“Antioxidants” seems to be one of the trendiest buzz words popping up in supermarket aisles and circulating inside health articles everywhere. Blueberries, cereal, even iced tea and soda all boast antioxidant prowess on their labels and their advertisements. But what are these super-nutrients anyway, and how and when should we consume them?
In a nutshell (perhaps an almond shell since almonds are rich in the antioxidant vitamin E), antioxidants are beneficial because they block the action of free radicals, which are ubiquitous molecules with unpaired electrons. Free radicals make it their mission to find another electron, and in so doing, damage surrounding molecules which results in the deterioration of oil, rubber, plastics, and foods, and can also contribute to heart attacks, strokes, and cancer. When you and I work out, free radicals are created and oxidative stress increases, which has led many a logical thinker to conclude that consuming antioxidants promptly after they leave the gym, track, or trail is advantageous. However, this habit could be more harmful than helpful.

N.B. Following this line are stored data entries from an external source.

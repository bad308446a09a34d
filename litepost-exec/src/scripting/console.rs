use std::cell::RefCell;
use std::rc::Rc;

use rhai::{Dynamic, Engine};
use serde::Serialize;

use crate::scripting::SCRIPT_LOG_TARGET;

#[derive(Debug, Clone, Copy, PartialEq, Eq, Serialize)]
#[serde(rename_all = "lowercase")]
pub enum LogLevel {
    Debug,
    Info,
    Warn,
    Error,
}

#[derive(Debug, Clone, PartialEq, Eq, Serialize)]
pub struct LogLine {
    pub level: LogLevel,
    pub message: String,
}

/// Registers `name` for every arity from the full argument list down to zero.
/// Rhai has no variadic native functions, so each count is its own overload.
macro_rules! register_arities {
    (@drop_last $engine:expr, $name:expr, $level:expr; [$($kept:ident)*] $last:ident) => {
        register_arities!($engine, $name, $level; $($kept)*);
    };
    (@drop_last $engine:expr, $name:expr, $level:expr; [$($kept:ident)*] $head:ident $($rest:ident)+) => {
        register_arities!(@drop_last $engine, $name, $level; [$($kept)* $head] $($rest)+);
    };
    ($engine:expr, $name:expr, $level:expr;) => {
        $engine.register_fn($name, move |c: Console| c.emit($level, String::new()));
    };
    ($engine:expr, $name:expr, $level:expr; $($arg:ident)+) => {
        $engine.register_fn($name, move |c: Console, $($arg: Dynamic),+| {
            c.emit($level, join(&[$($arg),+]))
        });
        register_arities!(@drop_last $engine, $name, $level; [] $($arg)+);
    };
}

/// The `console` object. Lines go to tracing and are kept for the caller.
#[derive(Debug, Clone, Default)]
pub(crate) struct Console {
    lines: Rc<RefCell<Vec<LogLine>>>,
}

impl Console {
    pub(crate) fn emit(&self, level: LogLevel, message: String) {
        match level {
            LogLevel::Debug => tracing::debug!(target: SCRIPT_LOG_TARGET, "{message}"),
            LogLevel::Info => tracing::info!(target: SCRIPT_LOG_TARGET, "{message}"),
            LogLevel::Warn => tracing::warn!(target: SCRIPT_LOG_TARGET, "{message}"),
            LogLevel::Error => tracing::error!(target: SCRIPT_LOG_TARGET, "{message}"),
        }
        self.lines.borrow_mut().push(LogLine { level, message });
    }

    pub(crate) fn take(&self) -> Vec<LogLine> {
        std::mem::take(&mut *self.lines.borrow_mut())
    }

    /// Register the `Console` type with `log` / `info` / `warn` / `error` taking
    /// zero to eight values, and hook `print` / `debug` into this instance.
    pub(crate) fn install(&self, engine: &mut Engine) {
        engine.register_type_with_name::<Console>("Console");

        for (name, level) in [
            ("log", LogLevel::Info),
            ("info", LogLevel::Info),
            ("warn", LogLevel::Warn),
            ("error", LogLevel::Error),
        ] {
            register_arities!(engine, name, level; a b c d e f g h);
        }

        let printer = self.clone();
        engine.on_print(move |s| printer.emit(LogLevel::Info, s.to_string()));
        let debugger = self.clone();
        engine.on_debug(move |s, _source, _pos| debugger.emit(LogLevel::Debug, s.to_string()));
    }
}

fn join(args: &[Dynamic]) -> String {
    args.iter()
        .map(|a| a.to_string())
        .collect::<Vec<_>>()
        .join(" ")
}
use async_trait::async_trait;
use litepost_core::{Collection, Environment, Request, Response};

/// Durable CRUD for requests, responses, collections and environments.
///
/// Implementations provide their own internal synchronization; callers may
/// share one instance across tasks. `save_*` upserts by id and returns the
/// stored entity with `updated_at` stamped.
#[async_trait]
pub trait Storage: Send + Sync {
    async fn save_request(&self, request: Request) -> Result<Request, StoreError>;

    async fn get_request(&self, id: &str) -> Result<Option<Request>, StoreError>;

    async fn list_requests(&self) -> Result<Vec<Request>, StoreError>;

    async fn delete_request(&self, id: &str) -> Result<(), StoreError>;

    /// Responses are append-only; saving an existing id is an error.
    async fn save_response(&self, response: &Response) -> Result<(), StoreError>;

    /// Responses recorded for a request, newest first.
    async fn responses_for_request(&self, request_id: &str) -> Result<Vec<Response>, StoreError>;

    async fn save_collection(&self, collection: Collection) -> Result<Collection, StoreError>;

    async fn get_collection(&self, id: &str) -> Result<Option<Collection>, StoreError>;

    async fn list_collections(&self) -> Result<Vec<Collection>, StoreError>;

    async fn delete_collection(&self, id: &str) -> Result<(), StoreError>;

    async fn save_environment(&self, environment: Environment) -> Result<Environment, StoreError>;

    async fn get_environment(&self, id: &str) -> Result<Option<Environment>, StoreError>;

    async fn list_environments(&self) -> Result<Vec<Environment>, StoreError>;

    async fn delete_environment(&self, id: &str) -> Result<(), StoreError>;
}

#[derive(Debug, thiserror::Error)]
pub enum StoreError {
    #[error("database error: {0}")]
    Database(String),
    #[error("response already recorded: {0}")]
    DuplicateResponse(String),
    #[error("migration failed: {0}")]
    Migration(String),
}

impl From<sqlx::Error> for StoreError {
    fn from(e: sqlx::Error) -> Self {
        StoreError::Database(e.to_string())
    }
}
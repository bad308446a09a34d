use std::time::Duration;

use chrono::{DateTime, Utc};

use crate::types::{duration_ms, new_id, StringMap};

/// Outcome of one network call. Each execution creates a new one; responses
/// are never updated after creation.
#[derive(Debug, Clone, PartialEq, Eq, serde::Serialize, serde::Deserialize)]
pub struct Response {
    pub id: String,
    pub request_id: String,
    pub status_code: u16,
    #[serde(default)]
    pub headers: StringMap,
    #[serde(default)]
    pub body: String,
    pub size: u64,
    /// Time taken by the network attempt that produced this response.
    /// Earlier retried attempts and backoff are not included.
    #[serde(rename = "duration_ms", with = "duration_ms")]
    pub duration: Duration,
    pub created_at: DateTime<Utc>,
}

impl Response {
    pub fn new(
        request_id: impl Into<String>,
        status_code: u16,
        headers: StringMap,
        body: &[u8],
        duration: Duration,
    ) -> Self {
        Self {
            id: new_id(),
            request_id: request_id.into(),
            status_code,
            headers,
            body: String::from_utf8_lossy(body).into_owned(),
            size: body.len() as u64,
            duration,
            created_at: Utc::now(),
        }
    }

    pub fn is_success(&self) -> bool {
        (200..300).contains(&self.status_code)
    }

    pub fn header(&self, name: &str) -> Option<&str> {
        self.headers
            .iter()
            .find(|(k, _)| k.eq_ignore_ascii_case(name))
            .map(|(_, v)| v.as_str())
    }
}
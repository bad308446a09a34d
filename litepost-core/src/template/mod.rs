//! `{{name}}` placeholder substitution.
//!
//! Substitution is a single pass: a value that itself contains `{{...}}` is
//! inserted verbatim and never expanded again. Unknown names are left as-is.

use std::borrow::Cow;
use std::sync::LazyLock;

use regex::{Captures, Regex};

use crate::error::SubstitutionError;
use crate::types::{Request, StringMap};

static PLACEHOLDER_RE: LazyLock<Regex> =
    LazyLock::new(|| Regex::new(r"\{\{([^}]+)\}\}").expect("valid regex"));

/// Replace every `{{name}}` whose name is a key of `vars`.
pub fn substitute<'a>(text: &'a str, vars: &StringMap) -> Cow<'a, str> {
    if !text.contains("{{") {
        return Cow::Borrowed(text);
    }
    PLACEHOLDER_RE.replace_all(text, |caps: &Captures<'_>| match vars.get(&caps[1]) {
        Some(value) => value.clone(),
        None => caps[0].to_string(),
    })
}

/// Placeholder names in `text`, in order of appearance.
pub fn placeholders(text: &str) -> Vec<&str> {
    PLACEHOLDER_RE
        .captures_iter(text)
        .filter_map(|c| c.get(1).map(|m| m.as_str()))
        .collect()
}

/// Placeholder names in `text` that `vars` cannot resolve.
pub fn unresolved<'a>(text: &'a str, vars: &StringMap) -> Vec<&'a str> {
    placeholders(text)
        .into_iter()
        .filter(|name| !vars.contains_key(*name))
        .collect()
}

/// Rewrite URL, header values, query values, body content and auth config
/// values of `req` in place.
pub fn substitute_request(req: &mut Request, vars: &StringMap) -> Result<(), SubstitutionError> {
    req.url = substitute(&req.url, vars).into_owned();

    for (name, value) in req.headers.iter_mut() {
        *value = substitute_header_value(value, vars, || format!("header {name}"))?;
    }

    for value in req.query_params.values_mut() {
        *value = substitute(value, vars).into_owned();
    }

    if let Some(body) = req.body.as_mut() {
        body.content = substitute(&body.content, vars).into_owned();
    }

    if let Some(auth) = req.auth.as_mut() {
        for (key, value) in auth.config.iter_mut() {
            *value = substitute_header_value(value, vars, || format!("auth {key}"))?;
        }
    }

    Ok(())
}

fn substitute_header_value(
    value: &str,
    vars: &StringMap,
    field: impl FnOnce() -> String,
) -> Result<String, SubstitutionError> {
    let out = substitute(value, vars);
    if has_line_break(&out) && !has_line_break(value) {
        return Err(SubstitutionError::InvalidHeaderValue { field: field() });
    }
    Ok(out.into_owned())
}

fn has_line_break(s: &str) -> bool {
    s.contains(['\r', '\n'])
}

#[cfg(test)]
mod tests {
    use super::*;

    fn vars() -> StringMap {
        [("a".to_string(), "1".to_string())].into_iter().collect()
    }

    #[test]
    fn borrowed_when_no_placeholder() {
        assert!(matches!(substitute("plain", &vars()), Cow::Borrowed("plain")));
    }

    #[test]
    fn empty_braces_are_not_a_placeholder() {
        assert_eq!(substitute("{{}}", &vars()), "{{}}");
        assert!(placeholders("{{}}").is_empty());
    }

    #[test]
    fn unresolved_lists_missing_names() {
        assert_eq!(unresolved("{{a}}/{{b}}/{{c}}", &vars()), vec!["b", "c"]);
    }
}
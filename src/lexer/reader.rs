use std::{collections::VecDeque, io::Read, mem, rc::Rc};

use tracing::debug;

use crate::{
    errors::errors::{Error, ErrorImpl},
    Position,
};

pub const DEFAULT_CHUNK_SIZE: usize = 1014;

const MAX_CHUNK_CAPACITY: usize = 8192;

/// Double-buffered character source.
///
/// Storage is read in fixed-size chunks: `current` is being consumed while
/// `next` is already staged. `line` is always the line of the character the
/// next successful read returns.
pub struct SourceReader<R: Read> {
    inner: R,
    file: Rc<String>,
    chunk_size: usize,
    position: usize,
    current: VecDeque<char>,
    next: VecDeque<char>,
    line: u32,
}

impl<R: Read> SourceReader<R> {
    pub fn new(inner: R, file: Rc<String>, chunk_size: usize) -> Result<Self, Error> {
        let mut reader = SourceReader {
            inner,
            file,
            chunk_size: chunk_size.max(1),
            position: 0,
            current: VecDeque::new(),
            next: VecDeque::new(),
            line: 1,
        };

        reader.current = reader.read_chunk()?;
        reader.next = reader.read_chunk()?;

        Ok(reader)
    }

    pub fn line(&self) -> u32 {
        self.line
    }

    /// Storage offset of the chunk that will be staged next.
    pub fn position(&self) -> usize {
        self.position
    }

    pub fn file(&self) -> &Rc<String> {
        &self.file
    }

    pub fn next_character(&mut self) -> Result<Option<char>, Error> {
        if self.current.is_empty() && !self.next.is_empty() {
            self.current = mem::take(&mut self.next);
            self.next = self.read_chunk()?;
        }

        let character = self.current.pop_front();

        if character == Some('\n') {
            self.line += 1;
        }

        Ok(character)
    }

    /// Exact inverse of one `next_character` call.
    pub fn push_back(&mut self, character: char) {
        if character == '\n' {
            self.line -= 1;
        }

        self.current.push_front(character);
    }

    fn read_chunk(&mut self) -> Result<VecDeque<char>, Error> {
        // The chunk size is an upper bound only; capacity stays capped.
        let mut bytes = Vec::with_capacity(self.chunk_size.min(MAX_CHUNK_CAPACITY));
        let result = (&mut self.inner)
            .take(self.chunk_size as u64)
            .read_to_end(&mut bytes);
        result.map_err(|err| self.read_error(err.to_string()))?;

        self.position = self.position.saturating_add(self.chunk_size);

        // A chunk must never end halfway through a character.
        loop {
            match std::str::from_utf8(&bytes) {
                Ok(_) => break,
                Err(err) if err.error_len().is_none() => {
                    let mut byte = [0u8; 1];
                    let read = self
                        .inner
                        .read(&mut byte)
                        .map_err(|err| self.read_error(err.to_string()))?;

                    if read == 0 {
                        return Err(self.read_error(String::from(
                            "stream ended inside a UTF-8 sequence",
                        )));
                    }

                    bytes.push(byte[0]);
                    self.position = self.position.saturating_add(1);
                }
                Err(err) => return Err(self.read_error(err.to_string())),
            }
        }

        let text = String::from_utf8(bytes).map_err(|err| self.read_error(err.to_string()))?;

        debug!(
            file = %self.file,
            position = self.position,
            bytes = text.len(),
            "staged source chunk"
        );

        Ok(text.chars().collect())
    }

    fn read_error(&self, reason: String) -> Error {
        Error::new(
            ErrorImpl::SourceRead { reason },
            Position(self.line, Rc::clone(&self.file)),
        )
    }
}

#[cfg(test)]
mod tests {
    use std::rc::Rc;

    use super::SourceReader;

    fn reader(source: &str, chunk_size: usize) -> SourceReader<&[u8]> {
        SourceReader::new(source.as_bytes(), Rc::new(String::from("test.logo")), chunk_size)
            .unwrap()
    }

    #[test]
    fn test_reads_across_chunks() {
        let mut reader = reader("FD 100\nRT 90", 3);
        let mut read = String::new();

        while let Some(c) = reader.next_character().unwrap() {
            read.push(c);
        }

        assert_eq!(read, "FD 100\nRT 90");
        assert_eq!(reader.line(), 2);
    }

    #[test]
    fn test_end_marker_is_repeatable() {
        let mut reader = reader("a", 4);

        assert_eq!(reader.next_character().unwrap(), Some('a'));
        assert_eq!(reader.next_character().unwrap(), None);
        assert_eq!(reader.next_character().unwrap(), None);
    }

    #[test]
    fn test_push_back_restores_line() {
        let mut reader = reader("a\nb", 2);

        assert_eq!(reader.next_character().unwrap(), Some('a'));
        assert_eq!(reader.next_character().unwrap(), Some('\n'));
        assert_eq!(reader.line(), 2);

        reader.push_back('\n');
        assert_eq!(reader.line(), 1);

        assert_eq!(reader.next_character().unwrap(), Some('\n'));
        assert_eq!(reader.line(), 2);
        assert_eq!(reader.next_character().unwrap(), Some('b'));
    }

    #[test]
    fn test_push_back_into_empty_chunk() {
        let mut reader = reader("ab", 1);

        assert_eq!(reader.next_character().unwrap(), Some('a'));
        reader.push_back('a');
        assert_eq!(reader.next_character().unwrap(), Some('a'));
        assert_eq!(reader.next_character().unwrap(), Some('b'));
        assert_eq!(reader.next_character().unwrap(), None);
    }

    #[test]
    fn test_multibyte_character_on_chunk_boundary() {
        let mut reader = reader("aé€b", 2);
        let mut read = String::new();

        while let Some(c) = reader.next_character().unwrap() {
            read.push(c);
        }

        assert_eq!(read, "aé€b");
    }

    #[test]
    fn test_position_advances_by_chunk_size() {
        let mut reader = reader("abcdefgh", 3);
        assert_eq!(reader.position(), 6);

        for _ in 0..4 {
            reader.next_character().unwrap();
        }

        assert_eq!(reader.position(), 9);
    }

    #[test]
    fn test_huge_chunk_size_reads_small_source() {
        for chunk_size in [1usize << 44, usize::MAX] {
            let mut reader = reader("fd 10", chunk_size);
            let mut read = String::new();

            while let Some(c) = reader.next_character().unwrap() {
                read.push(c);
            }

            assert_eq!(read, "fd 10");
            assert_eq!(reader.position(), chunk_size.saturating_mul(2));
        }
    }

    #[test]
    fn test_invalid_utf8_is_an_error() {
        let bytes: &[u8] = &[b'a', 0xff, b'b'];
        let result = SourceReader::new(bytes, Rc::new(String::from("bad.logo")), 8);

        match result {
            Err(error) => assert_eq!(error.get_error_name(), "SourceRead"),
            Ok(_) => panic!("Expected a read error"),
        }
    }
}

You probably know well that God has “fearfully” and “wonderfully” created your body to self-heal, manage toxins and stress, and build itself back up again to be stronger than ever after it’s taken a hit. Well, in a similar fashion, this is essentially what your body does after you exercise. Post-workout antioxidants violate your body’s innate code of repair and regrowth, and do so in two primary ways:
1. They impede muscle growth
The free radicals produced during your workout are needed to stimulate optimal muscle growth. Though the precise mechanisms by which free radicals help initiate hypertrophy (growth and increase of muscle cells) are unknown, it seems that the molecules serve as signals to your muscle cells, telling them to return bigger and stronger than before. If you quench these free radicals by taking antioxidants supplements immediately after you exercise, you’re actually hindering muscle growth and undoing much of the hard work you put forth in the gym.
2. They decrease insulin sensitivity
You may know that one of the most amazing perks of exercise is that it temporarily improves our muscles’ ability to respond to the hormone insulin. A recent study in the International Journal of Behavioral Nutrition and Physical Activity looked at how insulin sensitivity is mediated by exercise. Insulin resistance was improved by 25% going from no exercise to 60 minutes of exercise per day. It improved 50% from no exercise to 120 minutes of exercise. In addition to the more vigorous types of exercise, there was a trend for higher insulin sensitivity even doing light exercise such as walking, but not a significant one.
A scientific paper entitled “Antioxidants Prevent Health-Promoting Effects of Physical Exercise in Humans” found that supplemental antioxidants can interfere with exercise’s positive effect on insulin. The researchers concluded:
“Based on the evidence derived from the current study, we here propose an essential role for exercise-induced ROS (reactive oxygen species) formation in promoting insulin sensitivity in humans.”
In their study, the use of supplemental vitamin C and E prevented the necessary formation of free radicals (a.k.a. ROS), and as a result forbade the boost in insulin sensitivity normally experienced after exercise.
So, back to the question posed at the beginning of this article, when should we consume antioxidants? And, for that matter, should we bother to buy supplements?
As we saw in the study above, megadoses of vitamins C and E were detrimental to the increase of insulin sensitivity. Likewise, other studies have pointed to a heightened risk of prostate cancer among otherwise healthy men taking high-dose vitamin E, and to a possible association between high-dose selenium supplementation and an increased risk of skin cancer. The operative phrase is “high-dose” and refers to the abnormal amount of antioxidants found in supplements and vitamins, not the low concentrations found naturally in fruits and vegetables.
Studies suggest that unless you need megadoses of antioxidants to treat a specific condition, there isn’t a reason to add them to your diet. Just make sure that a variety of fruits and vegetables compose the cornerstone of your diet. Here is a list of foods that are jam packed with antioxidants:
- apples (especially the skin)
- green tea
- coffee (yay!)
- dark chocolate (double yay!)
If you are healthy and exercise on a regular basis, focus on fitting in these and other antioxidant-rich foods throughout the week. Consider limiting them directly after your workout, and refuel with an all-natural protein shake instead.